Pré-candidato ao governo de Goiás, Perillo pleiteou reparação no valor de R$ 30 mil, retratação pública e o bloqueio das contas de Oswaldo Eustáquio e de Mariana. O Facebook também foi incluído no processo, sob a alegação de ter sido “permissivo” com as postagens.
Uma das publicações citadas na ação é um vídeo em que o blogueiro compara Perillo ao presidente Luiz Inácio Lula da Silva, ao mencionar investigações relacionadas à Operação Lava Jato. Na gravação, Eustáquio afirma que o ex-governador foi investigado em diversos processos e que teria “metido a mão em mais de R$ 51 milhões”. O blogueiro também pede que eleitores não deixem Marconi “crescer” e sugere que o tucano iria “se locupletar do dinheiro público”. O conteúdo foi replicado pela filha.
Nos autos, Perillo sustentou que se tratam de “ataques infundados, sem provas, de forma intencional, dolosa e ofensiva, cuja intenção é macular a honra”. Ele também afirmou que Oswaldo Eustáquio é foragido da Justiça brasileira. O blogueiro reside na Espanha e teve pedido de extradição negado.

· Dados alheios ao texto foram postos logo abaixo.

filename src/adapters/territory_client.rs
use crate::adapters::http::{build_client, send_with_retry, RetryPolicy};
use crate::config::UpstreamConfig;
use crate::domain::model::TdspCode;
use crate::domain::ports::TerritoryLookup;
use crate::utils::error::Result;
use async_trait::async_trait;
use reqwest::Client;
use serde::Deserialize;

const SERVICE: &str = "territory";

#[derive(Debug, Deserialize)]
struct TerritoryResponse {
    in_territory: bool,
}

/// Asks a utility's territory service whether it serves a ZIP.
pub struct TerritoryClient {
    client: Client,
    endpoint: String,
    policy: RetryPolicy,
}

impl TerritoryClient {
    pub fn new(config: &UpstreamConfig) -> Result<Self> {
        Ok(Self {
            client: build_client(SERVICE, config)?,
            endpoint: config.endpoint.trim_end_matches('/').to_string(),
            policy: RetryPolicy::from_config(config),
        })
    }
}

#[async_trait]
impl TerritoryLookup for TerritoryClient {
    async fn in_territory(&self, zip: &str, tdsp: TdspCode) -> Result<bool> {
        let url = format!("{}/territory", self.endpoint);
        let response = send_with_retry(SERVICE, self.policy, || {
            self.client
                .get(&url)
                .query(&[("zip", zip), ("tdsp", tdsp.as_str())])
        })
        .await?;
        let body: TerritoryResponse = response.json().await?;
        tracing::debug!("📡 Territory check {} in {}: {}", zip, tdsp, body.in_territory);
        Ok(body.in_territory)
    }
}
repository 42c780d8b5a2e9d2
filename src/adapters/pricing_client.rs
use crate::adapters::http::{build_client, send_with_retry, RetryPolicy};
use crate::config::UpstreamConfig;
use crate::core::tdsp;
use crate::core::zip_mapper::slug;
use crate::domain::model::{Plan, PlanDocuments, PricePoints, Provider, RateType, TdspCode};
use crate::domain::ports::PlanSource;
use crate::utils::error::Result;
use async_trait::async_trait;
use reqwest::Client;
use serde::Deserialize;

const SERVICE: &str = "pricing";

#[derive(Debug, Deserialize)]
struct UpstreamPlan {
    #[serde(alias = "_id")]
    id: String,
    product: UpstreamProduct,
    #[serde(default)]
    expected_prices: Vec<UpstreamPrice>,
    #[serde(default)]
    tdsp_duns: Option<String>,
    #[serde(default)]
    base_charge: Option<f64>,
    #[serde(default)]
    enroll_url: Option<String>,
    #[serde(default)]
    document_links: Vec<UpstreamDocument>,
}

#[derive(Debug, Deserialize)]
struct UpstreamProduct {
    name: String,
    brand: UpstreamBrand,
    #[serde(default)]
    term: u16,
    #[serde(default)]
    rate_type: Option<String>,
    #[serde(default)]
    percent_green: f64,
    #[serde(default)]
    is_pre_pay: bool,
    #[serde(default)]
    is_time_of_use: bool,
    #[serde(default)]
    early_termination_fee: f64,
    #[serde(default)]
    deposit_required: bool,
}

#[derive(Debug, Deserialize)]
struct UpstreamBrand {
    name: String,
    #[serde(default)]
    puct_number: Option<String>,
    #[serde(default)]
    logo_url: Option<String>,
    #[serde(default)]
    rating: Option<f32>,
}

/// One EFL price point; `price` is dollars per kWh.
#[derive(Debug, Deserialize)]
struct UpstreamPrice {
    usage: u32,
    price: f64,
    #[serde(default = "default_valid")]
    valid: bool,
}

fn default_valid() -> bool {
    true
}

#[derive(Debug, Deserialize)]
struct UpstreamDocument {
    #[serde(rename = "type")]
    kind: String,
    link: String,
}

fn price_cents(prices: &[UpstreamPrice], usage: u32) -> Option<f64> {
    prices
        .iter()
        .find(|p| p.usage == usage && p.valid)
        .map(|p| (p.price * 10_000.0).round() / 100.0)
}

/// Maps one upstream record, or `None` when it cannot be shown.
fn to_plan(raw: UpstreamPlan, requested: TdspCode) -> Option<Plan> {
    let prices = PricePoints {
        kwh500: price_cents(&raw.expected_prices, 500)?,
        kwh1000: price_cents(&raw.expected_prices, 1000)?,
        kwh2000: price_cents(&raw.expected_prices, 2000)?,
    };
    if !prices.is_valid() {
        return None;
    }

    let tdsp = raw
        .tdsp_duns
        .as_deref()
        .and_then(tdsp::from_duns)
        .unwrap_or(requested);
    if tdsp != requested {
        return None;
    }

    let product = raw.product;
    let rate_type = match product.rate_type.as_deref() {
        Some(value) => RateType::parse(value)?,
        None => RateType::Fixed,
    };

    let mut documents = PlanDocuments::default();
    for doc in raw.document_links {
        match doc.kind.to_ascii_lowercase().as_str() {
            "efl" => documents.efl_url = Some(doc.link),
            "tos" => documents.tos_url = Some(doc.link),
            "yrac" => documents.yrac_url = Some(doc.link),
            _ => {}
        }
    }

    Some(Plan {
        id: raw.id,
        name: product.name.trim().to_string(),
        provider: Provider {
            slug: slug(&product.brand.name),
            name: product.brand.name,
            puct_number: product.brand.puct_number,
            logo_url: product.brand.logo_url,
            rating: product.brand.rating,
        },
        tdsp,
        term_months: product.term,
        rate_type,
        prices,
        base_charge_dollars: raw.base_charge.unwrap_or(0.0),
        percent_green: product.percent_green.clamp(0.0, 100.0).round() as u8,
        early_termination_fee: product.early_termination_fee.max(0.0),
        deposit_required: product.deposit_required,
        prepaid: product.is_pre_pay,
        time_of_use: product.is_time_of_use,
        documents,
        enroll_url: raw.enroll_url,
    })
}

/// Client for the retail pricing API.
pub struct PricingClient {
    client: Client,
    endpoint: String,
    policy: RetryPolicy,
}

impl PricingClient {
    pub fn new(config: &UpstreamConfig) -> Result<Self> {
        Ok(Self {
            client: build_client(SERVICE, config)?,
            endpoint: config.endpoint.trim_end_matches('/').to_string(),
            policy: RetryPolicy::from_config(config),
        })
    }
}

#[async_trait]
impl PlanSource for PricingClient {
    async fn fetch_plans(&self, tdsp: TdspCode, params: &[(String, String)]) -> Result<Vec<Plan>> {
        let url = format!("{}/plans", self.endpoint);
        tracing::debug!("📡 Fetching plans for {} from {}", tdsp, url);

        let response =
            send_with_retry(SERVICE, self.policy, || self.client.get(&url).query(params)).await?;
        let raw: Vec<serde_json::Value> = response.json().await?;
        let received = raw.len();

        let plans: Vec<Plan> = raw
            .into_iter()
            .filter_map(|value| match serde_json::from_value::<UpstreamPlan>(value) {
                Ok(plan) => {
                    let id = plan.id.clone();
                    let mapped = to_plan(plan, tdsp);
                    if mapped.is_none() {
                        tracing::debug!("Dropping plan {}: incomplete pricing or wrong TDSP", id);
                    }
                    mapped
                }
                Err(e) => {
                    tracing::debug!("Dropping malformed plan record: {}", e);
                    None
                }
            })
            .collect();

        if plans.len() < received {
            tracing::warn!(
                "⚠️ Dropped {} of {} upstream plans for {}",
                received - plans.len(),
                received,
                tdsp
            );
        }
        tracing::info!("✅ {} plans available for {}", plans.len(), tdsp);
        Ok(plans)
    }
}
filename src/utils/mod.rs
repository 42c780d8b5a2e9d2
pub mod error;
pub mod logger;
pub mod monitor;
pub mod validation;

Em decisão inicial, a juíza Letícia Carneiro determinou que o Facebook removesse todo o conteúdo ofensivo indicado, com aplicação de multa de R$ 30 mil em caso de descumprimento ou novas publicações de teor calunioso.
A plataforma recorreu e pediu reconsideração, ao alegar que a remoção integral dos perfis seria desproporcional e violaria a liberdade de expressão. A empresa solicitou que a Justiça delimitasse os links específicos das postagens a serem excluídas.
A defesa de Mariana, conduzida pelo advogado Fábio Pagnozzi, o mesmo que atua para a deputada Carla Zambelli, avaliou que a retirada total configuraria censura.
Dias depois, o tribunal reformou a decisão. O magistrado Lucas Lagares reconheceu “erro material” e afirmou que a exclusão completa dos perfis “se mostrava medida extrema e desarrazoada para aquela fase processual”, mantendo apenas a retirada das publicações apontadas na ação.